En ambas películas el mundo, con su realidad y su componente sobrenatural, queda encerrado, para trascenderlo, en las pocas calles de esos pueblos que, cuando salen en nuestras ficciones, lo hacen desde el costumbrismo o la nostalgia
El agua es, por un lado, realismo crudo, casi documental. Transcurre durante un verano cruel en una pedanía de Orihuela en el que un grupo de adolescentes no tiene mayores expectativas que las largas noches de pandilla y drogas antes de volver al tajo el lunes. Sin embargo, por otro lado, El agua es también las leyendas y consejas de la zona que, con acierto y por su propio empecinamiento, la directora intercala con testimonios reales de varias mujeres. De esa manera, el agua se transforma en un personaje más de la película, que poco a poco se acaba extendiendo por toda la historia. Fluye, si me permiten el juego fácil, para que al final todo desemboque de manera creíble, y realidad y consejas den forma a lo que, en suma, nos define: lo que somos, pero también lo que nos dicen que somos.
De ese modo, López Riera configura un relato de naturaleza profundamente política, en el que no ahondaré para no desvelar detalles de la trama, pero en el que entran en juego el patriarcado, las relaciones de poder en sentido amplio (la familia, la pareja, la maternidad, la comunidad, etc.) y los últimos manotazos de unos chicos que se abocan definitivamente a la edad adulta. El reto, en esa suerte de realismo sin concesiones y fantasía arraigada, pasa igualmente por reunir a un elenco creíble. Cabe resaltar que el grupo de chavales, buscados por el equipo de la película en los botellones de la zona, lo borda, y no solo su protagonista, Luna Pamiés, tan bien acompañada por el igualmente novel Alberto Olmo.

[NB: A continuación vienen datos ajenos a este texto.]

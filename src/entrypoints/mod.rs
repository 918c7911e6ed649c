//! Entrypoint (mount point) subsystem.
//!
//! # Data Flow
//! ```text
//! Setup:
//!     "billing" | "/billing/..." + user data
//!     → registry.rs (extract key, reject duplicates, insert sorted)
//!
//! Per request:
//!     "/billing/invoices/42"
//!     → registry.rs (key "billing", binary search)
//!     → Entrypoint { name, user_data } + remaining path "/invoices/42"
//! ```
//!
//! # Design Decisions
//! - Sorted vector + binary search: small, built once, read on every request
//! - Keys are byte-ordered and unique
//! - Lookups borrow the key from the input and never allocate

pub mod entrypoint;
pub mod registry;

pub use entrypoint::Entrypoint;
pub use registry::{key_of, split_entrypoint, Entrypoints};
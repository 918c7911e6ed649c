//! Pattern compilation and matching.
//!
//! # Responsibilities
//! - Anchor a route pattern at both ends and compile it case-insensitively
//! - Reject `\K` (match-start reset) before it reaches the engine
//! - Evaluate a path and expose positional and named captures
//!
//! # Design Decisions
//! - The compiled matcher is immutable; every match returns its own
//!   [`PatternMatch`] so concurrent callers never share capture state
//! - Capture slices borrow the matched path, nothing is copied
//! - Named captures are enumerated by group index, never alphabetically

use regex::{CaptureLocations, CaptureNames, Regex, RegexBuilder};
use serde::{Deserialize, Serialize};

use crate::error::CompileError;

/// Engine limits applied when compiling a pattern.
#[derive(Debug, Clone, Copy, PartialEq, Eq, Deserialize, Serialize)]
#[serde(default)]
pub struct MatcherOptions {
    /// Upper bound on the compiled program size, in bytes.
    pub size_limit: usize,

    /// Upper bound on the lazy DFA cache, in bytes.
    pub dfa_size_limit: usize,
}

impl Default for MatcherOptions {
    fn default() -> Self {
        Self {
            size_limit: 10 * (1 << 20),
            dfa_size_limit: 2 * (1 << 20),
        }
    }
}

/// Anchor a pattern the way it is stored on a route.
pub(crate) fn anchor(pattern: &str) -> String {
    format!("^{}$", pattern)
}

/// One compiled, anchored, case-insensitive route pattern.
#[derive(Debug, Clone)]
pub struct PatternMatcher {
    regex: Regex,
}

impl PatternMatcher {
    /// Compile `pattern` with default engine limits.
    pub fn compile(pattern: &str) -> Result<Self, CompileError> {
        Self::compile_with(pattern, &MatcherOptions::default())
    }

    /// Compile `pattern` with explicit engine limits.
    pub fn compile_with(pattern: &str, options: &MatcherOptions) -> Result<Self, CompileError> {
        if let Some(pos) = pattern.find("\\K") {
            // +1 for the leading anchor
            return Err(CompileError::new("\\K is not allowed", Some(pos + 1)));
        }

        let anchored = anchor(pattern);
        let regex = RegexBuilder::new(&anchored)
            .case_insensitive(true)
            .size_limit(options.size_limit)
            .dfa_size_limit(options.dfa_size_limit)
            .build()
            .map_err(|e| diagnose(&anchored, e))?;

        Ok(Self { regex })
    }

    /// The anchored pattern text.
    pub fn as_str(&self) -> &str {
        self.regex.as_str()
    }

    /// The underlying engine handle.
    pub fn as_regex(&self) -> &Regex {
        &self.regex
    }

    /// Number of capture groups, including the implicit whole-match group.
    pub fn group_count(&self) -> usize {
        self.regex.captures_len()
    }

    /// Evaluate `path` against the pattern.
    pub fn find<'h>(&self, path: &'h str) -> Option<PatternMatch<'h>> {
        let mut locations = self.regex.capture_locations();
        self.regex.captures_read(&mut locations, path)?;

        // Highest participating group + 1, so trailing unset groups are dropped.
        let count = (0..locations.len())
            .rev()
            .find(|&i| locations.get(i).is_some())
            .map_or(0, |i| i + 1);

        Some(PatternMatch {
            haystack: path,
            locations,
            count,
        })
    }

    /// Captured substrings for groups `1..count` of a match.
    pub fn segments<'a>(&self, m: &'a PatternMatch<'_>) -> Segments<'a> {
        m.segments()
    }

    /// `(name, value)` pairs for every named group, in group-index order.
    pub fn vars<'a>(&'a self, m: &'a PatternMatch<'_>) -> Vars<'a> {
        Vars {
            names: self.regex.capture_names().enumerate(),
            haystack: m.haystack,
            locations: &m.locations,
        }
    }
}

/// Turn an engine failure into a message plus offset.
///
/// The `regex` error only carries preformatted text, so the syntax is
/// re-parsed to recover the span of the first problem.
fn diagnose(anchored: &str, err: regex::Error) -> CompileError {
    let parsed = regex_syntax::ParserBuilder::new()
        .case_insensitive(true)
        .build()
        .parse(anchored);

    match parsed {
        Err(regex_syntax::Error::Parse(e)) => {
            CompileError::new(e.kind().to_string(), Some(e.span().start.offset))
        }
        Err(regex_syntax::Error::Translate(e)) => {
            CompileError::new(e.kind().to_string(), Some(e.span().start.offset))
        }
        _ => CompileError::new(err.to_string(), None),
    }
}

/// A successful match of one path against one pattern.
#[derive(Debug, Clone)]
pub struct PatternMatch<'h> {
    haystack: &'h str,
    locations: CaptureLocations,
    count: usize,
}

impl<'h> PatternMatch<'h> {
    /// The path that was matched.
    pub fn path(&self) -> &'h str {
        self.haystack
    }

    /// One more than the highest participating capture group.
    pub fn count(&self) -> usize {
        self.count
    }

    /// Byte span of group `index` in the path, if it participated.
    pub fn span(&self, index: usize) -> Option<(usize, usize)> {
        self.locations.get(index)
    }

    /// Substring captured by group `index`; `None` if it did not participate.
    pub fn get(&self, index: usize) -> Option<&'h str> {
        self.locations
            .get(index)
            .map(|(start, end)| &self.haystack[start..end])
    }

    /// Captured substrings for groups `1..count`.
    pub fn segments(&self) -> Segments<'_> {
        Segments {
            haystack: self.haystack,
            locations: &self.locations,
            next: 1,
            end: self.count,
        }
    }
}

/// Iterator over positional captures. Clone it to restart.
#[derive(Debug, Clone)]
pub struct Segments<'a> {
    haystack: &'a str,
    locations: &'a CaptureLocations,
    next: usize,
    end: usize,
}

impl<'a> Iterator for Segments<'a> {
    type Item = &'a str;

    fn next(&mut self) -> Option<Self::Item> {
        if self.next >= self.end {
            return None;
        }
        let index = self.next;
        self.next += 1;
        Some(slice(self.haystack, self.locations, index))
    }

    fn size_hint(&self) -> (usize, Option<usize>) {
        let n = self.end.saturating_sub(self.next);
        (n, Some(n))
    }
}

impl ExactSizeIterator for Segments<'_> {}

/// Iterator over named captures in group-index order. Clone it to restart.
#[derive(Debug, Clone)]
pub struct Vars<'a> {
    names: std::iter::Enumerate<CaptureNames<'a>>,
    haystack: &'a str,
    locations: &'a CaptureLocations,
}

impl<'a> Iterator for Vars<'a> {
    type Item = (&'a str, &'a str);

    fn next(&mut self) -> Option<Self::Item> {
        for (index, name) in self.names.by_ref() {
            if let Some(name) = name {
                return Some((name, slice(self.haystack, self.locations, index)));
            }
        }
        None
    }
}

// Unset groups read as empty.
fn slice<'a>(haystack: &'a str, locations: &CaptureLocations, index: usize) -> &'a str {
    locations
        .get(index)
        .map_or("", |(start, end)| &haystack[start..end])
}
impl Link {
    pub fn new(config: LinkConfig) -> anyhow::Result<Link> {
        config.validate()?;
        let (event_tx, event_rx) = mpsc::channel(config.event_queue_size);
        Ok(Link {
            config,
            bell: Bell::new(),
            stop_flag: Arc::new(AtomicBool::new(false)),
            running: false,
            event_tx,
            event_rx,
            next_conn_id: 0,
            connections: FxHashMap::default(),
            listeners: FxHashMap::default(),
            connectors: FxHashMap::default(),
            planned_connects: Vec::new(),
            connects_in_flight: FxHashSet::default(),
            pending_disconnects: VecDeque::new(),
        })
    }

    pub fn bell(&self) -> Bell {
        self.bell.clone()
    }

    pub fn handle(&self) -> LinkHandle {
        LinkHandle {
            stop_flag: Arc::clone(&self.stop_flag),
            bell: self.bell.clone(),
        }
    }

    /// Bind a listening socket and start accepting. Returns the actually
    /// bound address (useful with port 0).
    pub async fn add_listener(&mut self, host: &str, port: u16) -> Result<SocketAddr, LinkError> {
        let addr = resolve(host, port).await?;
        if self.listeners.contains_key(&addr) {
            return Err(LinkError::DuplicateListener(addr));
        }
        let listener = TcpListener::bind(addr).await?;
        let local = listener.local_addr()?;
        if self.listeners.contains_key(&local) {
            return Err(LinkError::DuplicateListener(local));
        }

        let acceptor = self.config.tls.server.clone().map(TlsAcceptor::from);
        let task = tokio::spawn(accept_loop(listener, local, acceptor, self.event_tx.clone()));
        self.listeners.insert(local, Listener { task });
        info!("listening on {}", local);
        Ok(local)
    }

    pub fn del_listener(&mut self, addr: SocketAddr) -> Result<(), LinkError> {
        let listener = self
            .listeners
            .remove(&addr)
            .ok_or(LinkError::UnknownListener(addr))?;
        listener.task.abort();
        info!("stopped listening on {}", addr);
        Ok(())
    }

    /// Register a remote address to keep a connection to, with an immediate
    /// first attempt and `reconnect_interval` (or the config default)
    /// between retries. Returns the resolved address, the connector's key
    /// for `del_connector`.
    pub async fn add_connector(
        &mut self,
        host: &str,
        port: u16,
        reconnect_interval: Option<Duration>,
    ) -> Result<SocketAddr, LinkError> {
        let addr = resolve(host, port).await?;
        if self.connectors.contains_key(&addr) {
            return Err(LinkError::DuplicateConnector(addr));
        }

        let tls_name = if self.config.tls.client.is_some() {
            let name = ServerName::try_from(host.to_string())
                .map_err(|_| LinkError::InvalidServerName(host.to_string()))?;
            Some(name)
        } else {
            None
        };

        self.connectors.insert(
            addr,
            Connector {
                interval: reconnect_interval.unwrap_or(self.config.reconnect_interval),
                tls_name,
            },
        );
        self.plan_connect(Instant::now(), addr);
        info!("connector to {} registered", addr);
        Ok(addr)
    }

    pub fn del_connector(&mut self, addr: SocketAddr) -> Result<(), LinkError> {
        self.connectors
            .remove(&addr)
            .ok_or(LinkError::UnknownConnector(addr))?;
        self.planned_connects.retain(|p| p.addr != addr);
        info!("connector to {} removed", addr);
        Ok(())
    }

    /// Process socket events and dispatch them into `handler` until stopped
    /// via [`LinkHandle::stop`] or a [`RunParams`] bound is hit.
    pub async fn run(&mut self, handler: &mut dyn LinkHandler, params: RunParams) {
        self.stop_flag.store(false, Ordering::Relaxed);
        self.running = true;
        let started = Instant::now();
        let mut events_left = params.max_events;

        loop {
            if self.stop_flag.load(Ordering::Relaxed) {
                debug!("link loop stopped");
                break;
            }
            if let Some(max) = params.max_runtime {
                if started.elapsed() >= max {
                    debug!("link loop hit its runtime bound");
                    break;
                }
            }
            if events_left == Some(0) {
                debug!("link loop hit its event bound");
                break;
            }

            self.deal_connects();

            let event = tokio::select! {
                event = self.event_rx.recv() => event,
                _ = self.bell.wait() => None,
                _ = tokio::time::sleep(params.poll_timeout) => None,
            };

            if let Some(event) = event {
                if let Some(n) = events_left.as_mut() {
                    *n -= 1;
                }
                self.dispatch(event, handler);
                // drain what is already queued before sleeping again
                while events_left != Some(0) {
                    match self.event_rx.try_recv() {
                        Ok(event) => {
                            if let Some(n) = events_left.as_mut() {
                                *n -= 1;
                            }
                            self.dispatch(event, handler);
                        }
                        Err(_) => break,
                    }
                }
            }

            handler.on_loop_pass(self);
            // a close requested during the loop pass must not wait for the
            // next socket event
            self.drain_pending_disconnects(handler);
        }

        self.running = false;
    }

    /// Make the loop return from `run` at its next pass. See also
    /// [`LinkHandle::stop`] for the cross-thread variant.
    pub fn stop(&self) {
        self.stop_flag.store(true, Ordering::Relaxed);
        self.bell.ring();
    }

    /// Drop every connection, listener and connector without firing
    /// callbacks. Must only be called while the loop is stopped.
    pub fn cleanup(&mut self) {
        assert!(!self.running, "cleanup only runs while the loop is stopped");
        for (_, listener) in self.listeners.drain() {
            listener.task.abort();
        }
        self.connectors.clear();
        self.planned_connects.clear();
        self.connects_in_flight.clear();
        for (_, conn) in self.connections.drain() {
            conn.reader_task.abort();
        }
        self.pending_disconnects.clear();
    }

    fn dispatch(&mut self, event: SocketEvent, handler: &mut dyn LinkHandler) {
        match event {
            SocketEvent::Incoming { stream, peer } => {
                let conn_id = self.establish(stream, peer, None);
                info!("{}: accepted connection from {}", conn_id, peer);
                handler.on_connect(self, conn_id);
            }
            SocketEvent::AcceptFailed { listener, error } => {
                warn!("accept on {} failed: {}", listener, error);
            }
            SocketEvent::ConnectFinished { addr, result } => {
                self.connects_in_flight.remove(&addr);
                match (self.connectors.get(&addr).map(|c| c.interval), result) {
                    // connector was removed while the attempt ran
                    (None, _) => {}
                    (Some(_), Ok(stream)) => {
                        let conn_id = self.establish(stream, addr, Some(addr));
                        info!("{}: connected to {}", conn_id, addr);
                        handler.on_connect(self, conn_id);
                    }
                    (Some(interval), Err(error)) => {
                        debug!("connect to {} failed: {}", addr, error);
                        self.plan_connect(Instant::now() + interval, addr);
                    }
                }
            }
            SocketEvent::Received { conn_id, data } => {
                if self.connections.contains_key(&conn_id) {
                    trace!("{}: received {} bytes", conn_id, data.len());
                    handler.on_recv(self, conn_id, data);
                }
            }
            SocketEvent::Written { conn_id, bytes } => {
                if self.connections.contains_key(&conn_id) {
                    trace!("{}: {} bytes written to socket", conn_id, bytes);
                    handler.on_ready_to_send(self, conn_id, bytes);
                }
            }
            SocketEvent::PeerClosed { conn_id } => {
                self.close_internal(conn_id);
            }
        }
        self.drain_pending_disconnects(handler);
    }

    fn drain_pending_disconnects(&mut self, handler: &mut dyn LinkHandler) {
        while let Some(conn_id) = self.pending_disconnects.pop_front() {
            handler.on_disconnect(self, conn_id);
        }
    }

    fn establish(
        &mut self,
        stream: LinkStream,
        peer: SocketAddr,
        connector: Option<SocketAddr>,
    ) -> ConnId {
        self.next_conn_id += 1;
        let conn_id = ConnId(self.next_conn_id);

        let (read_half, write_half) = tokio::io::split(stream);
        let (writer_tx, writer_rx) = mpsc::channel(self.config.send_queue_blocks);
        let reader_task = tokio::spawn(reader_task(
            read_half,
            conn_id,
            self.config.recv_block_size,
            self.event_tx.clone(),
        ));
        tokio::spawn(writer_task(
            write_half,
            conn_id,
            writer_rx,
            self.event_tx.clone(),
        ));

        self.connections.insert(
            conn_id,
            Connection {
                peer,
                connector,
                writer_tx,
                reader_task,
            },
        );
        conn_id
    }

    /// Fire-once close: removes the connection so later events for this id
    /// are ignored, and queues the single `on_disconnect`.
    fn close_internal(&mut self, conn_id: ConnId) -> bool {
        let Some(conn) = self.connections.remove(&conn_id) else {
            return false;
        };
        conn.reader_task.abort();
        // dropping conn.writer_tx lets the writer flush, shut down, exit

        if let Some(addr) = conn.connector {
            if let Some(interval) = self.connectors.get(&addr).map(|c| c.interval) {
                self.plan_connect(Instant::now() + interval, addr);
            }
        }

        info!("{}: closed (peer {})", conn_id, conn.peer);
        self.pending_disconnects.push_back(conn_id);
        true
    }

    fn plan_connect(&mut self, due: Instant, addr: SocketAddr) {
        let pos = self.planned_connects.partition_point(|p| p.due <= due);
        self.planned_connects.insert(pos, PlannedConnect { due, addr });
    }

    /// Start every planned attempt that is due. An attempt planned further
    /// than twice its interval in the future is treated as a scheduling
    /// anomaly and started immediately as well.
    fn deal_connects(&mut self) {
        let now = Instant::now();
        while let Some(planned) = self.planned_connects.first() {
            let Some(interval) = self.connectors.get(&planned.addr).map(|c| c.interval) else {
                self.planned_connects.remove(0);
                continue;
            };
            if planned.due > now && planned.due <= now + interval * 2 {
                break;
            }
            let planned = self.planned_connects.remove(0);
            if self.connects_in_flight.contains(&planned.addr) {
                continue;
            }
            self.start_connect(planned.addr);
        }
    }

    fn start_connect(&mut self, addr: SocketAddr) {
        let tls = match self.connectors.get(&addr) {
            Some(connector) => self
                .config
                .tls
                .client
                .clone()
                .zip(connector.tls_name.clone()),
            None => return,
        };
        self.connects_in_flight.insert(addr);
        trace!("connecting to {}", addr);

        let event_tx = self.event_tx.clone();
        tokio::spawn(async move {
            let result = connect_stream(addr, tls).await;
            let _ = event_tx
                .send(SocketEvent::ConnectFinished { addr, result })
                .await;
        });
    }
}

El agua me ha recordado a otro debut de hace un par de años, también escrito y dirigido por una mujer: Destello bravío, la originalísima y poco convencional cinta con la que Ainhoa Rodríguez fue recogiendo premios y en la que transita por algunos paisajes temáticos, y formales, más o menos similares. En ambas películas, además, el mundo, con su realidad y su componente sobrenatural, queda encerrado, para trascenderlo, en las pocas calles de esos pueblos que, cuando salen en nuestras ficciones, lo hacen desde el costumbrismo, la nostalgia o el feísmo y el tremendismo. Nada de eso ocurre aquí, y yo confío en que, sin desmerecer a sus contrincantes, el jurado de los Goya premie el pulso sereno, pero potente y arrebatador, de una película que presagia una mirada diferente.